Like its cousin, the Linzer cookie, it originated in the city of Linz, Austria. The big difference is in the dough: Toasted and ground almonds (or hazelnuts) are also added to it.
My father loved this dense, tart-sweet cake, and growing up, I remember my mother baking it on many a Sunday.
It’s been years since I last had the torte, and honestly, I’d completely forgotten about it until recently, when I spotted one in a café vitrine in Vienna, Austria.
I bought a slice and devoured it, and then I asked my mom for her old recipe.
The great thing about this tart, too, is that it tastes fantastic on the day you make it, but it’s also just as good in a few days, after it settles and the jam has time to moisten the crust.
I recommend you use your food processor, because it’s much faster that way. If you don’t have one, it’s easy to do it in a large bowl, using your fingers or a wooden spoon.
These photos show you how easy the method is:
You’ll quickly pulse the dry ingredients, add butter, then egg yolks and the dough will easily come together. (steps 1-5)
You’ll press the 3/4 of the dough into a tart form and reserve the remaining 1/4 for the topping. (steps 6-8)
After a quick rest in the fridge, you’ll spread the jam over the bottom of the pan. You’ll create little discs with your fingers, place them on top of the jam in a pretty polka dot pattern, and then bake the whole thing. (steps 9-12)
PS: I have more tasty Linzer recipes in my collection. Take a peek and do the Linzer!
Do you say torte or tart? Do you make your own jam or do you buy it?
Tell me in the comments.Print
Classic Austro-Hungarian tart with almond flour crust and raspberry jam filling
- 1¼ cup ground almonds or hazelnuts
- 1 cup unbleached all-purpose flour
- ½ cup sugar
- Zest of 1 medium lemon
- 9 tablespoons unsalted, cold butter, cut into ½-inch cubes
- 3 egg yolks
- 1½ cups raspberry, or red currant jam
- In a food processor fitted with an S-shape blade, pulse the ground almonds, flour, sugar, and lemon zest for about 10–15 seconds, until combined.
- Add the butter and pulse in 3-second intervals, until the butter is incorporated into the mixture, crumbly, and about pea-size.
- Add the egg yolks and pulse again a few times until incorporated, and a wet dough starts to form.
- Empty the contents of the bowl on a clean surface, and with your hands, form the dough into a ball. Press down into a disk.
- Measure and cut out ¼ of the dough, and set it aside for topping.

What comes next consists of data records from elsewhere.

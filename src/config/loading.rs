use std::{fs, io::ErrorKind, path::Path};

use tracing::{debug, instrument};

use super::{Config, ConfigPaths};
use crate::{BridgeError, Result};

impl Config {
    /// Load the configuration from `path`, or from the default location.
    ///
    /// An explicit path must exist. A missing file at the default location
    /// yields the built-in defaults. The result is validated.
    ///
    /// # Errors
    /// Returns error if the file cannot be read, is not valid TOML for this
    /// schema, or fails validation.
    #[instrument]
    pub fn load(path: Option<&Path>) -> Result<Config> {
        let config = match path {
            Some(path) => Self::load_file(path)?,
            None => match ConfigPaths::main_config() {
                Ok(default_path) => Self::load_optional(&default_path)?,
                Err(e) => {
                    debug!("No config directory ({e}), using defaults");
                    Config::default()
                }
            },
        };

        config.validate()?;
        Ok(config)
    }

    /// Parse a configuration from a TOML string.
    ///
    /// # Errors
    /// Returns `BridgeError::TomlParseError` if the string does not match
    /// the schema.
    pub fn from_toml(content: &str, path: Option<&Path>) -> Result<Config> {
        toml::from_str(content).map_err(|e| BridgeError::toml_parse(e, path))
    }

    fn load_file(path: &Path) -> Result<Config> {
        let content = fs::read_to_string(path).map_err(|e| BridgeError::ConfigIo {
            path: path.to_path_buf(),
            details: e.to_string(),
        })?;
        debug!("Loaded configuration from {}", path.display());

        Self::from_toml(&content, Some(path))
    }

    fn load_optional(path: &Path) -> Result<Config> {
        match fs::read_to_string(path) {
            Ok(content) => {
                debug!("Loaded configuration from {}", path.display());
                Self::from_toml(&content, Some(path))
            }
            Err(e) if e.kind() == ErrorKind::NotFound => {
                debug!("{} not found, using defaults", path.display());
                Ok(Config::default())
            }
            Err(e) => Err(BridgeError::ConfigIo {
                path: path.to_path_buf(),
                details: e.to_string(),
            }),
        }
    }
}
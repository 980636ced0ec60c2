//! radiotray-ng-mpris: run Radiotray-NG behind an MPRIS2 interface.

use std::process::ExitCode;

use clap::Parser;
use radiotray_mpris::{BridgeError, bridge, cli::Cli, config::Config, tracing_config};
use tracing::error;

#[tokio::main(flavor = "current_thread")]
async fn main() -> ExitCode {
    let cli = Cli::parse();

    if cli.print_config_schema {
        return match Config::json_schema() {
            Ok(schema) => {
                println!("{schema}");
                ExitCode::SUCCESS
            }
            Err(e) => {
                eprintln!("radiotray-ng-mpris: {e}");
                ExitCode::FAILURE
            }
        };
    }

    let config = match load_config(&cli) {
        Ok(config) => config,
        Err(e) => return report_early(&e),
    };

    let level = cli.verbosity().map_or_else(
        || config.general.log_level.to_string(),
        |verbosity| verbosity.directive().to_string(),
    );
    if let Err(e) = tracing_config::init(&level) {
        return report_early(&e);
    }

    match bridge::run(&config, cli.play).await {
        Ok(()) => ExitCode::SUCCESS,
        Err(e) => {
            error!("{e}");
            ExitCode::from(e.exit_code())
        }
    }
}

fn load_config(cli: &Cli) -> Result<Config, BridgeError> {
    let mut config = Config::load(cli.config.as_deref())?;
    if let Some(poll_interval) = cli.poll_interval {
        config.bridge.poll_interval_ms = poll_interval;
    }
    Ok(config)
}

/// Errors raised before logging is up go straight to stderr.
fn report_early(error: &BridgeError) -> ExitCode {
    eprintln!("radiotray-ng-mpris: {error}");
    ExitCode::from(error.exit_code())
}
//! Player process lifecycle: start, liveness, graceful shutdown.

mod process;
mod shutdown;
/// Signal listeners that request shutdown
pub mod signals;

pub use process::PlayerProcess;
pub use shutdown::{ShutdownHandle, ShutdownReason};

use std::{process::ExitStatus, sync::Arc};

use tokio::process::Command;
use tracing::{debug, info, instrument};

use crate::{
    BridgeError, Result,
    config::PlayerSettings,
    services::radiotray::{PlayerApi, PlayerApiConnector},
};

/// Result of the shutdown routine
#[derive(Debug, Clone, Copy, PartialEq, Eq)]
pub enum ShutdownOutcome {
    /// No player process was running; nothing to do
    NotRunning,
    /// The player was asked to quit and has exited
    Exited(Option<ExitStatus>),
}

/// Starts the player and owns its process handle.
#[derive(Debug)]
pub struct ProcessSupervisor {
    process: Arc<PlayerProcess>,
}

impl ProcessSupervisor {
    /// Launch the player executable, appending the autoplay flag if asked to.
    ///
    /// # Errors
    /// Returns `BridgeError::Spawn` if the executable cannot be started.
    #[instrument(skip(settings))]
    pub fn start(settings: &PlayerSettings, autoplay: bool) -> Result<Self> {
        let mut command = Command::new(&settings.executable);
        command.args(&settings.args);
        if autoplay {
            command.arg(&settings.autoplay_flag);
        }
        Self::from_command(command)
    }

    /// Spawn a prepared command as the player.
    ///
    /// # Errors
    /// Returns `BridgeError::Spawn` if the command cannot be started.
    pub fn from_command(mut command: Command) -> Result<Self> {
        let executable = command
            .as_std()
            .get_program()
            .to_string_lossy()
            .into_owned();

        let child = command
            .spawn()
            .map_err(|source| BridgeError::Spawn {
                executable: executable.clone(),
                source,
            })?;
        info!(pid = ?child.id(), "Started {executable}");

        Ok(Self {
            process: Arc::new(PlayerProcess::new(child)),
        })
    }

    /// Supervisor for a player that was never started.
    pub fn detached() -> Self {
        Self {
            process: Arc::new(PlayerProcess::absent()),
        }
    }

    /// Shared handle to the player process.
    pub fn process(&self) -> Arc<PlayerProcess> {
        Arc::clone(&self.process)
    }

    /// Whether the player is still running.
    pub async fn is_running(&self) -> bool {
        self.process.is_running().await
    }

    /// Ask a running player to quit over a fresh API connection, then wait
    /// for it to exit. The wait has no timeout.
    ///
    /// A quit that fails because the player dropped off the bus before
    /// replying is expected and ignored.
    ///
    /// # Errors
    /// Returns error if connecting fails, the quit call fails for any other
    /// reason, or waiting on the process fails.
    #[instrument(skip_all)]
    pub async fn shutdown<C: PlayerApiConnector>(&self, connector: &C) -> Result<ShutdownOutcome> {
        if !self.process.is_running().await {
            debug!("Player process not running, nothing to stop");
            return Ok(ShutdownOutcome::NotRunning);
        }

        info!("Send a quit request to Radiotray-NG");
        let api = connector.connect().await?;
        match api.quit().await {
            Ok(()) => {}
            Err(e) if e.is_shutdown_race() => debug!("Quit not answered: {e}"),
            Err(e) => return Err(e.into()),
        }

        info!("Waiting for the process to quit...");
        let status = self.process.wait().await?;
        debug!(?status, "Player process reaped");
        Ok(ShutdownOutcome::Exited(status))
    }
}
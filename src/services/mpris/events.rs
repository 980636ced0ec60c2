use async_trait::async_trait;

/// Change notifications the bridge can publish to MPRIS clients
#[derive(Debug, Clone, Copy, PartialEq, Eq, Hash)]
pub enum Notification {
    /// Track metadata changed
    Metadata,

    /// Volume or mute state changed
    Volume,

    /// Playback started
    PlaybackState,

    /// Playback stopped
    PlaybackPause,
}

/// `org.mpris.MediaPlayer2.Player` properties that change at runtime
#[derive(Debug, Clone, Copy, PartialEq, Eq, Hash)]
pub enum PlayerProperty {
    /// `PlaybackStatus`
    PlaybackStatus,
    /// `Metadata`
    Metadata,
    /// `Volume`
    Volume,
}

impl PlayerProperty {
    /// D-Bus property name.
    pub fn name(self) -> &'static str {
        match self {
            Self::PlaybackStatus => "PlaybackStatus",
            Self::Metadata => "Metadata",
            Self::Volume => "Volume",
        }
    }
}

impl Notification {
    /// Player properties announced by this notification, in emission order.
    pub fn properties(self) -> &'static [PlayerProperty] {
        match self {
            Self::Metadata => &[PlayerProperty::Metadata],
            Self::Volume => &[PlayerProperty::Volume],
            Self::PlaybackState => &[PlayerProperty::PlaybackStatus, PlayerProperty::Metadata],
            Self::PlaybackPause => &[PlayerProperty::PlaybackStatus],
        }
    }
}

/// Receiver of change notifications, normally the MPRIS object server.
#[async_trait]
pub trait EventSink: Send + Sync {
    /// Publish one notification.
    ///
    /// # Errors
    /// Returns error if the notification cannot be delivered.
    async fn notify(&self, notification: Notification) -> zbus::Result<()>;
}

- Using your fingers and knuckles, press the dough evenly into the bottom and sides of a round 9-inch springform pan to form a shell for the jam filling.
- Refrigerate the pan and the ¼ of the dough for 1 hour.
- Preheat the oven for 350F.
- Take ¼ of the dough out of the refrigerator and form it into a ball, then press down into a disc. Cut it into about 16–20 small parts. Roll each part in your hands to form a little ball. Press the ball down to create a 1/8-inch disc. The size of each little ball doesn’t have to be precise—some will be smaller and some bigger, and so will the disc.
- Spread the jam evenly over the bottom of the pan with a spoon. Place the little discs of dough all over the jam and lightly press down. The topping will create a polka dot pattern.
- Bake in the oven until the edges and the topping are golden brown, and the jam is set, about 50–55 minutes.
- Remove from the oven and let cool completely in the pan. To slide off the outside ring easily, place the torte on a can or jar. (Don’t remove the torte from the pan until it has cooled completely, otherwise the edges will crumble).
- Cut the torte into slices and serve. Store in a cool place for up to 3 days.